■ Task to carry out: Show all lines from the records below in which the string "impl" is present.

[Stored items]
┄┄┄┄┄┄┄┄┄┄┄┄┄┄┄┄┄┄┄┄

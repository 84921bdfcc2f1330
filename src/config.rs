use serde::{Deserialize, Serialize};

use crate::audio::constants::VALID_FRAME_DURATIONS_MS;
use crate::common::{Result, VoiceError};

/// Which profile to hand the Opus encoder.
#[derive(Debug, Clone, Copy, PartialEq, Eq, Deserialize, Serialize)]
#[serde(rename_all = "snake_case")]
pub enum AudioOptimization {
    /// Optimise for speech.
    Voip,
    /// Optimise for music and general audio.
    Audio,
    /// Optimise for latency at some quality cost.
    LowDelay,
}

#[derive(Debug, Deserialize, Serialize, Clone)]
pub struct VoiceConfig {
    /// Milliseconds shaved off the announced heartbeat interval so beats go
    /// out slightly early. `None` means an eighth of the interval. The
    /// effective margin is always clamped to `[0, interval / 2]`.
    #[serde(default)]
    pub heartbeat_safety_margin_ms: Option<u64>,

    #[serde(default = "default_audio_optimization")]
    pub audio_optimization: AudioOptimization,

    /// Duration of one PCM sample fed to the encoder. Must be a frame
    /// duration Opus accepts at 48 kHz.
    #[serde(default = "default_sample_duration_ms")]
    pub sample_duration_ms: u32,

    /// Require heartbeat acks to echo the nonce we last sent. Off by
    /// default: the peer is known to echo zero.
    #[serde(default)]
    pub strict_heartbeat_nonce: bool,
}

fn default_audio_optimization() -> AudioOptimization {
    AudioOptimization::Audio
}

fn default_sample_duration_ms() -> u32 {
    40
}

impl Default for VoiceConfig {
    fn default() -> Self {
        Self {
            heartbeat_safety_margin_ms: None,
            audio_optimization: default_audio_optimization(),
            sample_duration_ms: default_sample_duration_ms(),
            strict_heartbeat_nonce: false,
        }
    }
}

impl VoiceConfig {
    pub fn validate(&self) -> Result<()> {
        if !VALID_FRAME_DURATIONS_MS.contains(&self.sample_duration_ms) {
            return Err(VoiceError::ArgumentOutOfRange("sample_duration_ms"));
        }
        Ok(())
    }
}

┄┄┄┄┄┄┄┄┄┄┄┄┄┄┄┄┄┄┄┄

■ Reply to the task:
impl Default for VoiceConfig {
impl VoiceConfig {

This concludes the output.